It's that time again, folks. Not Friday, but rather Labor Day. It's the start of the weekend in which we celebrate work by taking an extra day off.
In keeping with the work theme, here are a few rich ones for ya:
- XXX Files - Agent Mulder has been seeing too many aliens, apparently. Either that, or David Duchovny is just working too hard. The X-Files and Californication actor has checked himself into rehab for sex addiction. He issued a statement announcing his rehab and asking for privacy. Hmmm. There's only one mystery in this for me: Why would he make a public announcement to that effect....unless the creatures he was McLovin' were not of this world?
- Do as I
dosay: Just days after a group of college presidents came out in support of lowering the drinking age in an effort to end binge drinking by students, a college president in Iowa was forced to resign when a photo surfaced of him on a party boat, helping hold a mini-keg to the mouth of a young, college-aged woman. Tsk, tsk. Cameras are everywhere people, everywhere.

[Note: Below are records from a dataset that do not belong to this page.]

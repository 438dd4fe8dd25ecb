use std::collections::HashMap;

use anyhow::Result;

use crate::detection::preprocessing::Letterbox;
use crate::models::BoundingBox;

/// Per-class non-maximum suppression. Keeps the highest-confidence box of
/// every overlapping group.
pub fn nms(detections: Vec<BoundingBox>, iou_threshold: f32) -> Vec<BoundingBox> {
    if detections.is_empty() {
        return detections;
    }

    let mut class_groups: HashMap<u32, Vec<BoundingBox>> = HashMap::new();
    for detection in detections {
        class_groups
            .entry(detection.class_id)
            .or_default()
            .push(detection);
    }

    let mut all_results = Vec::new();

    for (_, mut class_detections) in class_groups {
        class_detections.sort_by(|a, b| b.confidence.total_cmp(&a.confidence));

        let mut suppressed = vec![false; class_detections.len()];
        for i in 0..class_detections.len() {
            if suppressed[i] {
                continue;
            }
            all_results.push(class_detections[i]);

            for j in (i + 1)..class_detections.len() {
                if !suppressed[j] && class_detections[i].iou(&class_detections[j]) > iou_threshold {
                    suppressed[j] = true;
                }
            }
        }
    }

    all_results
}

/// Decode a YOLO-style `[1, 4 + classes, boxes]` output into image-space boxes.
///
/// Boxes are centre/size encoded in model input pixels. Results are sorted by
/// descending confidence and clamped to the image.
pub fn decode_output(
    output: &[f32],
    shape: [usize; 3],
    confidence_threshold: f32,
    iou_threshold: f32,
    letterbox: Letterbox,
    img_width: u32,
    img_height: u32,
) -> Result<Vec<BoundingBox>> {
    let [batch, channels, num_boxes] = shape;
    if batch != 1 {
        anyhow::bail!("Expected a batch of 1, got {}", batch);
    }
    if channels < 5 {
        anyhow::bail!("Expected at least 5 output channels, got {}", channels);
    }
    if output.len() != channels * num_boxes {
        anyhow::bail!(
            "Output length {} does not match shape {:?}",
            output.len(),
            shape
        );
    }

    let at = |c: usize, i: usize| output[c * num_boxes + i];
    let num_classes = channels - 4;
    let mut detections = Vec::new();

    for i in 0..num_boxes {
        let mut best_confidence = 0.0f32;
        let mut best_class = 0u32;
        for class_idx in 0..num_classes {
            let confidence = at(4 + class_idx, i);
            if confidence > best_confidence {
                best_confidence = confidence;
                best_class = class_idx as u32;
            }
        }
        if best_confidence <= confidence_threshold {
            continue;
        }

        let (cx, cy, w, h) = (at(0, i), at(1, i), at(2, i), at(3, i));
        let (x1, y1) = letterbox.unmap(cx - w / 2.0, cy - h / 2.0);
        let (x2, y2) = letterbox.unmap(cx + w / 2.0, cy + h / 2.0);

        detections.push(BoundingBox {
            x1: x1.clamp(0.0, img_width as f32),
            y1: y1.clamp(0.0, img_height as f32),
            x2: x2.clamp(0.0, img_width as f32),
            y2: y2.clamp(0.0, img_height as f32),
            confidence: best_confidence,
            class_id: best_class,
        });
    }

    let mut kept = nms(detections, iou_threshold);
    kept.sort_by(|a, b| b.confidence.total_cmp(&a.confidence));
    Ok(kept)
}
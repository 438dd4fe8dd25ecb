use std::sync::Mutex;
use std::sync::atomic::{AtomicUsize, Ordering};
use std::time::Duration;

use image::{DynamicImage, ImageBuffer, Rgb};
use time::OffsetDateTime;
use time::macros::datetime;
use tumorscan::core::db::{NewDetection, RecordStore};
use tumorscan::detection::Detector;
use tumorscan::report::{NotificationOutcome, Notifier, ReportData};
use tumorscan::{BoundingBox, Gender, PatientInfo, classify};

/// Creates a RecordStore in a temporary directory.
/// Returns both the store and the temp directory (which must be kept alive).
pub async fn create_test_store() -> (RecordStore, tempfile::TempDir) {
    let dir = tempfile::TempDir::new().expect("Failed to create temp directory");
    let store = RecordStore::open(dir.path().join("test.db"))
        .await
        .expect("Failed to create test store");
    (store, dir)
}

/// A grey gradient scan of the given size.
pub fn create_test_image(width: u32, height: u32) -> DynamicImage {
    let img = ImageBuffer::from_fn(width, height, |x, y| {
        let v = ((x + y) % 256) as u8;
        Rgb([v, v, v])
    });
    DynamicImage::ImageRgb8(img)
}

pub fn test_patient() -> PatientInfo {
    PatientInfo::new("Jane Doe", 42, Gender::Female).expect("valid patient")
}

pub const TEST_TIME: OffsetDateTime = datetime!(2024-03-15 10:30:00.123456 UTC);

/// Creates a NewDetection for a 1000x1000 scan with the given lengths.
pub fn make_new_detection(name: &str, lengths: &[f64], time: OffsetDateTime) -> NewDetection {
    NewDetection {
        patient: PatientInfo::new(name, 42, Gender::Female).expect("valid patient"),
        assessment: classify(lengths, 1000, 1000).expect("valid lengths"),
        processed_image: Some(vec![0x89, b'P', b'N', b'G', 1, 2, 3]),
        detection_time: Some(time),
    }
}

/// Detector returning fixed boxes and counting calls.
pub struct FakeDetector {
    pub boxes: Vec<BoundingBox>,
    pub calls: AtomicUsize,
}

impl FakeDetector {
    pub fn new(boxes: Vec<BoundingBox>) -> Self {
        Self {
            boxes,
            calls: AtomicUsize::new(0),
        }
    }

    pub fn call_count(&self) -> usize {
        self.calls.load(Ordering::SeqCst)
    }
}

impl Detector for FakeDetector {
    fn detect(&self, _img: &DynamicImage) -> anyhow::Result<Vec<BoundingBox>> {
        self.calls.fetch_add(1, Ordering::SeqCst);
        Ok(self.boxes.clone())
    }
}

pub struct FailingDetector;

impl Detector for FailingDetector {
    fn detect(&self, _img: &DynamicImage) -> anyhow::Result<Vec<BoundingBox>> {
        anyhow::bail!("model exploded")
    }
}

/// Detector that takes longer than any sensible test timeout.
pub struct SlowDetector(pub Duration);

impl Detector for SlowDetector {
    fn detect(&self, _img: &DynamicImage) -> anyhow::Result<Vec<BoundingBox>> {
        std::thread::sleep(self.0);
        Ok(vec![BoundingBox::new(0.0, 0.0, 10.0, 10.0)])
    }
}

/// Notifier that records recipients and returns a fixed outcome.
pub struct RecordingNotifier {
    pub outcome: NotificationOutcome,
    pub recipients: Mutex<Vec<String>>,
}

impl RecordingNotifier {
    pub fn new(outcome: NotificationOutcome) -> Self {
        Self {
            outcome,
            recipients: Mutex::new(Vec::new()),
        }
    }

    pub fn recipients(&self) -> Vec<String> {
        self.recipients.lock().expect("lock").clone()
    }
}

impl Notifier for RecordingNotifier {
    fn send_report(
        &self,
        recipient: &str,
        _data: &ReportData,
        _image_png: &[u8],
        _pdf: &[u8],
    ) -> NotificationOutcome {
        self.recipients
            .lock()
            .expect("lock")
            .push(recipient.to_string());
        self.outcome.clone()
    }
}
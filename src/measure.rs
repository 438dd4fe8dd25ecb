//! Per-box measurements and the annotated preview image.

use ab_glyph::{FontVec, PxScale};
use image::{DynamicImage, Rgb, RgbImage};
use imageproc::drawing::{draw_hollow_rect_mut, draw_text_mut};
use imageproc::rect::Rect;

use crate::models::{BoundingBox, Measurement};

const BOX_COLOR: Rgb<u8> = Rgb([0, 255, 0]);
const TEXT_COLOR: Rgb<u8> = Rgb([255, 255, 255]);
const BOX_THICKNESS: u32 = 2;
const TEXT_SCALE: f32 = 16.0;
const TEXT_OFFSET: i32 = 10;

/// Measurements for every box, in detector order. Nothing is filtered.
pub fn extract(boxes: &[BoundingBox]) -> Vec<Measurement> {
    boxes.iter().map(Measurement::from).collect()
}

/// Just the lengths, in detector order.
pub fn lengths(boxes: &[BoundingBox]) -> Vec<f64> {
    boxes.iter().map(|b| b.length() as f64).collect()
}

/// Draws detection boxes and their areas onto a copy of an image.
pub struct Annotator {
    font: Option<FontVec>,
}

impl Annotator {
    /// An annotator that only draws boxes.
    pub fn boxes_only() -> Self {
        Self { font: None }
    }

    pub fn with_font(font: FontVec) -> Self {
        Self { font: Some(font) }
    }

    /// Load a TrueType/OpenType font for the area labels.
    pub fn from_font_file<P: AsRef<std::path::Path>>(path: P) -> anyhow::Result<Self> {
        let bytes = std::fs::read(path.as_ref())?;
        let font = FontVec::try_from_vec(bytes)
            .map_err(|e| anyhow::anyhow!("Invalid font {}: {}", path.as_ref().display(), e))?;
        Ok(Self::with_font(font))
    }

    pub fn has_font(&self) -> bool {
        self.font.is_some()
    }

    pub fn annotate(&self, img: &DynamicImage, boxes: &[BoundingBox]) -> RgbImage {
        let mut canvas = img.to_rgb8();
        let (img_width, img_height) = canvas.dimensions();

        for bbox in boxes {
            let Some((x, y, w, h)) = bbox.to_pixel_rect(img_width, img_height) else {
                tracing::debug!(?bbox, "skipping degenerate box while drawing");
                continue;
            };

            // Draw nested rectangles for thickness
            for t in 0..BOX_THICKNESS {
                if w <= 2 * t || h <= 2 * t {
                    break;
                }
                let rect = Rect::at(x + t as i32, y + t as i32).of_size(w - 2 * t, h - 2 * t);
                draw_hollow_rect_mut(&mut canvas, rect, BOX_COLOR);
            }

            if let Some(font) = &self.font {
                let label = format!("Area: {:.1}", Measurement::from(bbox).area);
                let text_y = (y - TEXT_OFFSET - TEXT_SCALE as i32 / 2).max(0);
                draw_text_mut(
                    &mut canvas,
                    TEXT_COLOR,
                    x,
                    text_y,
                    PxScale::from(TEXT_SCALE),
                    font,
                    &label,
                );
            }
        }

        canvas
    }
}

impl Default for Annotator {
    fn default() -> Self {
        Self::boxes_only()
    }
}
use std::path::{Path, PathBuf};

use anyhow::Context;
use sqlx::Connection;
use sqlx::sqlite::{SqliteConnectOptions, SqliteConnection, SqliteJournalMode, SqliteSynchronous};

/// Where the store lives and how to open it.
///
/// No connection is kept between operations: every call opens a fresh
/// connection and closes it before returning.
pub(super) struct StoreState {
    db_file: PathBuf,
    options: SqliteConnectOptions,
}

impl std::fmt::Debug for StoreState {
    fn fmt(&self, f: &mut std::fmt::Formatter<'_>) -> std::fmt::Result {
        f.debug_struct("StoreState")
            .field("db_file", &self.db_file)
            .finish()
    }
}

impl StoreState {
    pub(super) fn new<P: AsRef<Path>>(db_file: P) -> anyhow::Result<Self> {
        let db_file = db_file.as_ref().to_path_buf();

        if let Some(parent) = db_file.parent() {
            if !parent.as_os_str().is_empty() && !parent.is_dir() {
                anyhow::bail!("Database directory does not exist: {:?}", parent);
            }
        }

        let options = SqliteConnectOptions::new()
            .filename(&db_file)
            .create_if_missing(true)
            .journal_mode(SqliteJournalMode::Delete)
            .synchronous(SqliteSynchronous::Full);

        Ok(Self { db_file, options })
    }

    pub(super) fn db_file(&self) -> &Path {
        &self.db_file
    }

    /// Open a connection for the duration of one operation.
    pub(super) async fn conn(&self) -> anyhow::Result<SqliteConnection> {
        SqliteConnection::connect_with(&self.options)
            .await
            .with_context(|| format!("Failed to open record store {:?}", self.db_file))
    }
}
pub mod db;
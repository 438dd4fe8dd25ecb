use crate::detection::{filters, preprocessing};
use crate::pipeline::{PipelineData, PipelineStep};
use anyhow::Result;
use clap::ValueEnum;
use image::{DynamicImage, Rgb};
use std::sync::Arc;

/// Gaussian noise reduction on the color image
pub struct DenoiseStep {
    pub sigma: f32,
}

impl Default for DenoiseStep {
    fn default() -> Self {
        Self {
            sigma: preprocessing::DENOISE_SIGMA,
        }
    }
}

impl PipelineStep for DenoiseStep {
    fn process(&self, data: PipelineData) -> Result<PipelineData> {
        Ok(data.with_image(data.image.blur(self.sigma)))
    }

    fn name(&self) -> &str {
        "Denoise"
    }
}

/// Contrast limited adaptive histogram equalization
pub struct ClaheStep {
    pub clip_limit: f32,
    pub grid: u32,
}

impl Default for ClaheStep {
    fn default() -> Self {
        Self {
            clip_limit: 2.0,
            grid: 8,
        }
    }
}

impl PipelineStep for ClaheStep {
    fn process(&self, data: PipelineData) -> Result<PipelineData> {
        let gray = filters::to_grayscale(&data.image);
        let equalized = filters::clahe(&gray, self.clip_limit, self.grid);
        Ok(data.with_image(DynamicImage::ImageLuma8(equalized)))
    }

    fn name(&self) -> &str {
        "CLAHE Enhancement"
    }
}

/// Local-mean binary thresholding
pub struct AdaptiveThresholdStep {
    pub block_radius: u32,
    pub offset: i32,
}

impl Default for AdaptiveThresholdStep {
    fn default() -> Self {
        // 11x11 neighbourhood, constant 2
        Self {
            block_radius: 5,
            offset: 2,
        }
    }
}

impl PipelineStep for AdaptiveThresholdStep {
    fn process(&self, data: PipelineData) -> Result<PipelineData> {
        let gray = filters::to_grayscale(&data.image);
        let binary = filters::adaptive_threshold(&gray, self.block_radius, self.offset);
        Ok(data.with_image(DynamicImage::ImageLuma8(binary)))
    }

    fn name(&self) -> &str {
        "Adaptive Thresholding"
    }
}

/// Detect edges using Canny
pub struct EdgeDetectionStep {
    pub low_threshold: f32,
    pub high_threshold: f32,
}

impl Default for EdgeDetectionStep {
    fn default() -> Self {
        Self {
            low_threshold: 100.0,
            high_threshold: 200.0,
        }
    }
}

impl PipelineStep for EdgeDetectionStep {
    fn process(&self, data: PipelineData) -> Result<PipelineData> {
        let gray = filters::to_grayscale(&data.image);
        let edges = filters::detect_edges(&gray, self.low_threshold, self.high_threshold);
        Ok(data.with_image(DynamicImage::ImageLuma8(edges)))
    }

    fn name(&self) -> &str {
        "Canny Edge Detection"
    }
}

/// Outline bright regions on a black canvas
pub struct ContourStep {
    pub threshold: u8,
}

impl Default for ContourStep {
    fn default() -> Self {
        Self { threshold: 127 }
    }
}

impl PipelineStep for ContourStep {
    fn process(&self, data: PipelineData) -> Result<PipelineData> {
        let outlined = filters::draw_outer_contours(&data.image, self.threshold, Rgb([0, 255, 0]));
        Ok(data.with_image(DynamicImage::ImageRgb8(outlined)))
    }

    fn name(&self) -> &str {
        "Contour Detection"
    }
}

/// Filters selectable from the command line
#[derive(Debug, Clone, Copy, PartialEq, Eq, ValueEnum)]
pub enum Enhancement {
    Denoise,
    Clahe,
    Threshold,
    Canny,
    Contours,
}

impl Enhancement {
    pub fn step(&self) -> Arc<dyn PipelineStep> {
        match self {
            Enhancement::Denoise => Arc::new(DenoiseStep::default()),
            Enhancement::Clahe => Arc::new(ClaheStep::default()),
            Enhancement::Threshold => Arc::new(AdaptiveThresholdStep::default()),
            Enhancement::Canny => Arc::new(EdgeDetectionStep::default()),
            Enhancement::Contours => Arc::new(ContourStep::default()),
        }
    }
}
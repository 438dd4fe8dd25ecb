pub mod filters;
pub mod model;
pub mod postprocessing;
pub mod preprocessing;
pub mod steps;

use image::DynamicImage;

use crate::models::BoundingBox;

pub use model::RtenDetector;

/// Boundary around a trained object-detection model.
///
/// Implementations receive the preprocessed scan (same pixel dimensions as
/// the original) and return boxes in that image's pixel coordinates.
pub trait Detector: Send + Sync {
    fn detect(&self, img: &DynamicImage) -> anyhow::Result<Vec<BoundingBox>>;
}

/// Inference parameters for [`RtenDetector`].
#[derive(Debug, Clone)]
pub struct DetectorConfig {
    /// Side length of the square model input
    pub input_size: u32,
    pub confidence_threshold: f32,
    pub iou_threshold: f32,
}

impl Default for DetectorConfig {
    fn default() -> Self {
        Self {
            input_size: 640,
            confidence_threshold: 0.25,
            iou_threshold: 0.45,
        }
    }
}
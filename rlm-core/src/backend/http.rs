//! REST Backend
//!
//! `RetentionBackend` over the evidence-management JSON API.

use async_trait::async_trait;
use reqwest::{Client, RequestBuilder, Response, Url};
use serde::de::DeserializeOwned;
use std::time::Duration;
use tracing::debug;

use super::traits::RetentionBackend;
use crate::audit::AuditRecord;
use crate::config::ManagerConfig;
use crate::error::{RetentionError, RetentionResult};
use crate::notify::Notification;
use crate::types::{
    ArchiveRequest, DeletionCheck, EvidenceRecord, HoldApplication, HoldRemoval, LegalHold,
    ModificationCheck, ReleaseRequest, RetentionAssignment, RetentionPolicy,
};

/// Longest error body echoed into an error message
const MAX_ERROR_BODY: usize = 256;

/// HTTP client for the backend API
#[derive(Debug, Clone)]
pub struct HttpBackend {
    /// HTTP client
    client: Client,
    /// Base URL
    base_url: Url,
    /// Request timeout
    timeout: Duration,
}

impl HttpBackend {
    /// Create a new client
    pub fn new(base_url: &str, timeout: Duration) -> RetentionResult<Self> {
        let base_url = Url::parse(base_url)
            .map_err(|e| RetentionError::config(format!("invalid API URL {}: {}", base_url, e)))?;
        if base_url.cannot_be_a_base() {
            return Err(RetentionError::config(format!(
                "API URL cannot be used as a base: {}",
                base_url
            )));
        }

        let client = Client::builder()
            .timeout(timeout)
            .build()
            .map_err(|e| RetentionError::config(format!("failed to build HTTP client: {}", e)))?;

        Ok(Self {
            client,
            base_url,
            timeout,
        })
    }

    /// Create from manager configuration
    pub fn from_config(config: &ManagerConfig) -> RetentionResult<Self> {
        Self::new(
            &config.api_url,
            Duration::from_secs(config.request_timeout_secs),
        )
    }

    /// Base URL
    pub fn base_url(&self) -> &Url {
        &self.base_url
    }

    fn endpoint(&self, segments: &[&str]) -> Url {
        let mut url = self.base_url.clone();
        if let Ok(mut path) = url.path_segments_mut() {
            path.pop_if_empty().extend(segments);
        }
        url
    }

    async fn send(&self, operation: &str, request: RequestBuilder) -> RetentionResult<Response> {
        let response = request.send().await.map_err(|e| {
            if e.is_timeout() {
                RetentionError::persistence(
                    operation,
                    format!("request timed out after {:?}", self.timeout),
                )
            } else {
                RetentionError::persistence(operation, e.to_string())
            }
        })?;

        let status = response.status();
        if status.is_success() {
            return Ok(response);
        }

        let mut body = response.text().await.unwrap_or_default();
        if body.len() > MAX_ERROR_BODY {
            let mut cut = MAX_ERROR_BODY;
            while !body.is_char_boundary(cut) {
                cut -= 1;
            }
            body.truncate(cut);
        }
        debug!(operation = operation, status = status.as_u16(), "Backend rejected request");

        Err(RetentionError::persistence(
            operation,
            format!("HTTP {}: {}", status.as_u16(), body),
        ))
    }

    async fn get_json<T: DeserializeOwned>(&self, operation: &str, url: Url) -> RetentionResult<T> {
        let response = self.send(operation, self.client.get(url)).await?;
        response.json::<T>().await.map_err(|e| {
            RetentionError::persistence(operation, format!("invalid response body: {}", e))
        })
    }
}

#[async_trait]
impl RetentionBackend for HttpBackend {
    async fn list_policies(&self) -> RetentionResult<Vec<RetentionPolicy>> {
        let url = self.endpoint(&["api", "retention-policies"]);
        self.get_json("load retention policies", url).await
    }

    async fn create_policy(&self, policy: &RetentionPolicy) -> RetentionResult<()> {
        let url = self.endpoint(&["api", "retention-policies"]);
        self.send("create retention policy", self.client.post(url).json(policy))
            .await?;
        Ok(())
    }

    async fn update_policy(&self, policy: &RetentionPolicy) -> RetentionResult<()> {
        let url = self.endpoint(&["api", "retention-policies", &policy.id]);
        self.send("update retention policy", self.client.put(url).json(policy))
            .await?;
        Ok(())
    }

    async fn delete_policy(&self, policy_id: &str) -> RetentionResult<()> {
        let url = self.endpoint(&["api", "retention-policies", policy_id]);
        self.send("delete retention policy", self.client.delete(url))
            .await?;
        Ok(())
    }

    async fn evidence_by_policy(&self, policy_id: &str) -> RetentionResult<Vec<EvidenceRecord>> {
        let url = self.endpoint(&["api", "evidence", "by-retention-policy", policy_id]);
        self.get_json("get evidence by retention policy", url).await
    }

    async fn apply_retention_policy(
        &self,
        assignment: &RetentionAssignment,
    ) -> RetentionResult<()> {
        let url = self.endpoint(&["api", "evidence", "apply-retention-policy"]);
        self.send("apply retention policy", self.client.post(url).json(assignment))
            .await?;
        Ok(())
    }

    async fn expiring_evidence(&self, days_ahead: u32) -> RetentionResult<Vec<EvidenceRecord>> {
        let mut url = self.endpoint(&["api", "evidence", "expiring"]);
        url.query_pairs_mut()
            .append_pair("days", &days_ahead.to_string());
        self.get_json("get expiring evidence", url).await
    }

    async fn archive_evidence(&self, request: &ArchiveRequest) -> RetentionResult<()> {
        let url = self.endpoint(&["api", "evidence", "archive"]);
        self.send("archive evidence", self.client.post(url).json(request))
            .await?;
        Ok(())
    }

    async fn list_holds(&self) -> RetentionResult<Vec<LegalHold>> {
        let url = self.endpoint(&["api", "legal-holds"]);
        self.get_json("load legal holds", url).await
    }

    async fn create_hold(&self, hold: &LegalHold) -> RetentionResult<()> {
        let url = self.endpoint(&["api", "legal-holds"]);
        self.send("create legal hold", self.client.post(url).json(hold))
            .await?;
        Ok(())
    }

    async fn update_hold(&self, hold: &LegalHold) -> RetentionResult<()> {
        let url = self.endpoint(&["api", "legal-holds", &hold.id]);
        self.send("update legal hold", self.client.put(url).json(hold))
            .await?;
        Ok(())
    }

    async fn release_hold(&self, hold_id: &str, request: &ReleaseRequest) -> RetentionResult<()> {
        let url = self.endpoint(&["api", "legal-holds", hold_id, "release"]);
        self.send("release legal hold", self.client.post(url).json(request))
            .await?;
        Ok(())
    }

    async fn apply_legal_hold(&self, application: &HoldApplication) -> RetentionResult<()> {
        let url = self.endpoint(&["api", "evidence", "apply-legal-hold"]);
        self.send(
            "apply legal hold to evidence",
            self.client.post(url).json(application),
        )
        .await?;
        Ok(())
    }

    async fn remove_legal_hold(&self, removal: &HoldRemoval) -> RetentionResult<()> {
        let url = self.endpoint(&["api", "evidence", "remove-legal-hold"]);
        self.send(
            "remove legal hold from evidence",
            self.client.post(url).json(removal),
        )
        .await?;
        Ok(())
    }

    async fn deletion_check(&self, evidence_id: &str) -> RetentionResult<DeletionCheck> {
        let url = self.endpoint(&["api", "evidence", evidence_id, "deletion-check"]);
        self.get_json("validate evidence deletion", url).await
    }

    async fn modification_check(&self, evidence_id: &str) -> RetentionResult<ModificationCheck> {
        let url = self.endpoint(&["api", "evidence", evidence_id, "modification-check"]);
        self.get_json("validate evidence modification", url).await
    }

    async fn create_notifications(&self, notifications: &[Notification]) -> RetentionResult<()> {
        let url = self.endpoint(&["api", "notifications", "bulk-create"]);
        let body = serde_json::json!({ "notifications": notifications });
        self.send("send notifications", self.client.post(url).json(&body))
            .await?;
        Ok(())
    }

    async fn log_admin_action(&self, record: &AuditRecord) -> RetentionResult<()> {
        let url = self.endpoint(&["api", "admin-actions", "log"]);
        self.send("log admin action", self.client.post(url).json(record))
            .await?;
        Ok(())
    }
}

- Strict enforcement: Can't say the cops aren't on top of things in upstate New York. After 45-year-old Timothy Cole remarried his ex-wife on Friday in Batavia, he had a spat with a wedding guest and then was arrested. The charge? Not about the spat with the guest. Cole was too close to the bride. They weren't consumating the relationship or anything. But apparently she has an active order of protection against him. My prediction is a marriage that starts off with one spouse having a restraining order out against the other is probably going to be rocky...for the second time around.
- If you're looking for a job: Uncle Sam wants you! You realize this is a joke, right?
OK, that's it for the work-related roundup. I'm off to find some news and
try to make the world a better place. Psyche! I just want to get through the weekend without a road rage episode.
Till later today...or maybe tomorrow morning, take care.